Mates are not considered in simulation.
You can use a plane as a "viritual wall" and add a no-penetration contact between the viritual wall and the feets of the chair. This is simlar to what you tried with coincident mate. (you find viritual wall and no-penetration under "connections").
Another alternative is to place points in the center of all feets, add coordinate systems in the points, and then use "remote load/mass" and tick the "Displacement (rigid connecton)" button. Then you bind each coordinate system to it's corresponding surface and set all translations to 0 (x,y,z) but allow rotation. This will allow the feets to bend in a more natural way compared to fixed restraint.
Thank you for the response! I'll give it a try
I've tried the "virtual wall" thing and it keeps failing. do i have to apply the no-penetration contact seperate to the virtual wall?
Can you upload the model so I may give you some direction on how to simulate your model?
Please see my post below for a link to the file
Sorry for late answer.
You don't need a "no penetration" contact since you have this already with the viritual wall contact. (sorry for misinformation in my last post)
The problem is that with viritual wall it seems like you can't add friction, wich you can with the no penetration contact.
If you try to activate "soft spring" it should work, so I would try this first.
Otherwise you need to lock a node on one of the legs to prevent rigid body motions which I belive is the problem right now.
careful with the soft spring, the results won't really be good in that mode. it is best used for troubleshooting.
the problem is the rigid body motion developed from mesh/force imbalance. the only way to do that is to try and eliminate it. since you can't prevent the mesh from not being symmetry or the force balance, by adding symmetry, you'll help your situation (assuming that symmetry is a good assumption at the center).
adding an actual part to interact with your chair sounds like another good idea. adding the friction might hold things from flying off into space.
if you still can't get it to solve, fixing a point along the symmetry plane will help. or maybe a point on one of the feet. you have to be careful here. maybe try a few ways and see what you get.
it might be a stretch, but there might be a way to use nonlinear to apply a force to hold the chair to the ground at the beginning of the analysis before you apply the person force. that might keep things from flying about.
Thank you for all of your advice. Sadly it's all gone over my head a bit. I'm a product designer with very minimal experience of using the simulation add-in. If i put a mock up of the chair on here, would somebody mind setting up the simulation with regards to the nodes etc?
That way I can just look through the feature tree and see how it's done?
For confidentiality reasons with the project, I can't include the actual model, but I've included a basic representation.
I use Solidworks 2012 so if anybody uses that or previous versions, that'd be brilliant.
Below is a link to the parasolid file for my chair
Hi Ben, my sample loading was 100lb. I used a square split line on seat pan for the application of the load and it goes straight down. In addition to the force, I also included gravity. See the results.

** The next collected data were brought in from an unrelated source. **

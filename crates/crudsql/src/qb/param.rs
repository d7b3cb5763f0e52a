//! Value placement while a statement is rendered.

use crate::literal::SqlValue;
use crate::qb::traits::ValueMode;

/// Collects bound values and hands out their placeholders.
///
/// In [`ValueMode::Inline`] nothing is collected and each value renders as its literal.
#[derive(Clone, Debug)]
pub struct ParamList {
    mode: ValueMode,
    params: Vec<SqlValue>,
}

impl ParamList {
    pub fn new(mode: ValueMode) -> Self {
        Self {
            mode,
            params: Vec::new(),
        }
    }

    /// Render one value: `$n` (1-based) when binding, the literal otherwise.
    pub fn render(&mut self, value: &SqlValue) -> String {
        match self.mode {
            ValueMode::Inline => value.to_literal(),
            ValueMode::Bind => {
                self.params.push(value.clone());
                format!("${}", self.params.len())
            }
        }
    }

    /// Render values comma-joined.
    pub fn render_list(&mut self, values: &[SqlValue]) -> String {
        values
            .iter()
            .map(|v| self.render(v))
            .collect::<Vec<_>>()
            .join(",")
    }

    pub fn into_params(self) -> Vec<SqlValue> {
        self.params
    }
}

I set this up and ran it in 2013 so I didn't attach the model. (Sorry, forgot you were working in 2012)
1. build a "ground" component
2. set it to rigid and fix the top face
3. set global contact to no penetration, friction I set to 0.5
4. add load
5. add gravity
6. mesh with draft quality and run, i had to use the "fine" side of the slider.

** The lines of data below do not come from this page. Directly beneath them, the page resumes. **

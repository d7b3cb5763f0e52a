use std::path::PathBuf;

pub const DEFAULT_CONFIG: &str = "crudsql.toml";

#[derive(Debug, Clone, Copy, PartialEq, Eq)]
pub enum HelpTopic {
    Root,
    Select,
    Insert,
    Update,
    Delete,
    Ping,
}

#[derive(Debug, Clone, PartialEq, Eq)]
pub enum Command {
    Help(HelpTopic),
    Select(SelectArgs),
    Insert(InsertArgs),
    Update(UpdateArgs),
    Delete(DeleteArgs),
    Ping,
}

/// Options accepted by every command.
#[derive(Debug, Clone, PartialEq, Eq)]
pub struct GlobalArgs {
    pub config: PathBuf,
    /// `--config` was given; a missing file is then an error.
    pub config_explicit: bool,
    pub database: Option<String>,
    pub debug: bool,
    pub inline: bool,
}

impl Default for GlobalArgs {
    fn default() -> Self {
        Self {
            config: PathBuf::from(DEFAULT_CONFIG),
            config_explicit: false,
            database: None,
            debug: false,
            inline: false,
        }
    }
}

#[derive(Debug, Clone, PartialEq, Eq)]
pub struct Invocation {
    pub global: GlobalArgs,
    pub command: Command,
}

#[derive(Debug, Clone, PartialEq, Eq)]
pub struct SelectArgs {
    pub table: String,
    pub columns: Vec<String>,
    pub join: Option<String>,
    pub condition: Option<String>,
}

#[derive(Debug, Clone, PartialEq, Eq)]
pub struct InsertArgs {
    pub table: String,
    pub columns: Vec<String>,
    pub values: Vec<String>,
}

#[derive(Debug, Clone, PartialEq, Eq)]
pub struct UpdateArgs {
    pub table: String,
    pub columns: Vec<String>,
    pub values: Vec<String>,
    pub condition: Option<String>,
}

#[derive(Debug, Clone, PartialEq, Eq)]
pub struct DeleteArgs {
    pub table: String,
    pub condition: Option<String>,
}

pub fn parse_args(args: &[String]) -> anyhow::Result<Invocation> {
    let mut global = GlobalArgs::default();
    let mut command: Option<&str> = None;
    let mut positionals: Vec<String> = Vec::new();
    let mut join: Option<String> = None;
    let mut condition: Option<String> = None;
    let mut help = false;

    let mut it = args.iter().skip(1).map(|s| s.as_str());
    while let Some(token) = it.next() {
        match token {
            "-h" | "--help" => help = true,
            "--config" => {
                let Some(v) = it.next() else {
                    anyhow::bail!("--config requires a value");
                };
                global.config = PathBuf::from(v);
                global.config_explicit = true;
            }
            _ if token.starts_with("--config=") => {
                global.config = PathBuf::from(token.trim_start_matches("--config="));
                global.config_explicit = true;
            }
            "--database" => {
                let Some(v) = it.next() else {
                    anyhow::bail!("--database requires a value");
                };
                global.database = Some(v.to_string());
            }
            _ if token.starts_with("--database=") => {
                global.database = Some(token.trim_start_matches("--database=").to_string());
            }
            "--debug" => global.debug = true,
            "--inline" => global.inline = true,
            "--join" => {
                let Some(v) = it.next() else {
                    anyhow::bail!("--join requires a value");
                };
                join = Some(v.to_string());
            }
            _ if token.starts_with("--join=") => {
                join = Some(token.trim_start_matches("--join=").to_string());
            }
            "--where" => {
                let Some(v) = it.next() else {
                    anyhow::bail!("--where requires a value");
                };
                condition = Some(v.to_string());
            }
            _ if token.starts_with("--where=") => {
                condition = Some(token.trim_start_matches("--where=").to_string());
            }
            _ if token.starts_with("--") => anyhow::bail!("unknown argument: {token}"),
            _ if command.is_none() => command = Some(token),
            _ => positionals.push(token.to_string()),
        }
    }

    let command = match command {
        None | Some("help") => Command::Help(match positionals.first().map(String::as_str) {
            None => HelpTopic::Root,
            Some(topic) => help_topic(topic)?,
        }),
        Some(name) if help => Command::Help(help_topic(name)?),
        Some("select") => {
            let [table, columns] = take_positionals("select", positionals)?;
            Command::Select(SelectArgs {
                table,
                columns: split_csv(&columns),
                join,
                condition,
            })
        }
        Some("insert") => {
            reject_flag("insert", "--where", condition.is_some())?;
            reject_flag("insert", "--join", join.is_some())?;
            let [table, columns, values] = take_positionals("insert", positionals)?;
            Command::Insert(InsertArgs {
                table,
                columns: split_csv(&columns),
                values: split_values(&values),
            })
        }
        Some("update") => {
            reject_flag("update", "--join", join.is_some())?;
            let [table, columns, values] = take_positionals("update", positionals)?;
            Command::Update(UpdateArgs {
                table,
                columns: split_csv(&columns),
                values: split_values(&values),
                condition,
            })
        }
        Some("delete") => {
            reject_flag("delete", "--join", join.is_some())?;
            let [table] = take_positionals("delete", positionals)?;
            Command::Delete(DeleteArgs { table, condition })
        }
        Some("ping") => {
            let [] = take_positionals("ping", positionals)?;
            Command::Ping
        }
        Some(other) => anyhow::bail!("unknown command: {other}"),
    };

    Ok(Invocation { global, command })
}

fn help_topic(name: &str) -> anyhow::Result<HelpTopic> {
    Ok(match name {
        "select" => HelpTopic::Select,
        "insert" => HelpTopic::Insert,
        "update" => HelpTopic::Update,
        "delete" => HelpTopic::Delete,
        "ping" => HelpTopic::Ping,
        "help" => HelpTopic::Root,
        other => anyhow::bail!("unknown command: {other}"),
    })
}

fn take_positionals<const N: usize>(
    command: &str,
    positionals: Vec<String>,
) -> anyhow::Result<[String; N]> {
    let got = positionals.len();
    positionals.try_into().map_err(|_| {
        anyhow::anyhow!(
            "{command} expects {N} argument(s), got {got}; run `crudsql {command} --help`"
        )
    })
}

fn reject_flag(command: &str, flag: &str, present: bool) -> anyhow::Result<()> {
    if present {
        anyhow::bail!("{flag} is not supported by {command}");
    }
    Ok(())
}

/// Comma-separated names; items are trimmed and empty items dropped.
fn split_csv(v: &str) -> Vec<String> {
    v.split(',')
        .map(|s| s.trim())
        .filter(|s| !s.is_empty())
        .map(|s| s.to_string())
        .collect()
}

/// Comma-separated values; items are trimmed and an empty item is the empty string.
fn split_values(v: &str) -> Vec<String> {
    v.split(',').map(|s| s.trim().to_string()).collect()
}

pub fn print_help(topic: HelpTopic) {
    match topic {
        HelpTopic::Root => {
            println!(
                "\
crudsql - validated CRUD statements against PostgreSQL

USAGE:
  crudsql [OPTIONS] <COMMAND> [ARGS]

COMMANDS:
  select        Read rows and print them as JSON
  insert        Insert one row
  update        Update the rows matching a condition
  delete        Delete the rows matching a condition
  ping          Check that the database is reachable
  help          Print help

OPTIONS:
  --config <FILE>       Config file path (default: crudsql.toml)
  --database <URL>      Override the database from config and environment
  --debug               Log the executed SQL
  --inline              Render values as SQL literals instead of parameters
  -h, --help            Print help

Lists (<COLS>, <VALS>) are comma separated. The value NULL is SQL NULL; an empty
value (as in \"x,\") is the empty string.
Run `crudsql <command> --help` for more."
            );
        }
        HelpTopic::Select => {
            println!(
                "\
USAGE:
  crudsql select <TABLE> <COLS> [--join <CLAUSE>] [--where <CONDITION>]

OPTIONS:
  --join <CLAUSE>       Join clause copied verbatim (e.g. \"INNER JOIN b ON b.id = a.b_id\");
                        requires --where
  --where <CONDITION>   Condition copied verbatim after WHERE

Rows are printed to stdout as a JSON array of objects."
            );
        }
        HelpTopic::Insert => {
            println!(
                "\
USAGE:
  crudsql insert <TABLE> <COLS> <VALS>

Prints the number of inserted rows."
            );
        }
        HelpTopic::Update => {
            println!(
                "\
USAGE:
  crudsql update <TABLE> <COLS> <VALS> --where <CONDITION>

A condition is required. Prints the number of updated rows."
            );
        }
        HelpTopic::Delete => {
            println!(
                "\
USAGE:
  crudsql delete <TABLE> --where <CONDITION>

A condition is required. Prints the number of deleted rows."
            );
        }
        HelpTopic::Ping => {
            println!(
                "\
USAGE:
  crudsql ping

Opens a connection, runs SELECT 1 and closes it."
            );
        }
    }
}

some considerations you'll need to make:
a. 0.5 friction probably isn't correct for your application. make sure to update for your application.
b. right now i've run the problem with draft quality but would run a final analysis with high quality
c. you'll need to be careful about element size here. this part seems like it might be best for mixed mesh with a shell in the main section and solids/beams in the supports. if you want to stay with solids, get at least 2 elements across the thickness.
d. the loading condition needs some thought. i'm thinking you have to have a load both in the seat pan and on the back to match what really happens. same thing goes for a square seat pan load. you might need something fancier to match a person's behind and the loading that they generally provide as you get closer to what you want to learn.
e. my load may be too low for your application. in the end you may need nonlinear to handle the deformation, contact and/or the materials.
f. i would also consider running a buckling analysis on this chair. I have a feeling that is a potential mode of failure.
g. eventually the software might get upset about the gravity being applied to the rigid body. you may eventually need to eliminate it
overall things look pretty good. going back to my original comment about symmetry, that might help hold things in place better. the assymetry of the results are because it is walking a bit on the ground and potentially near a buckling problem.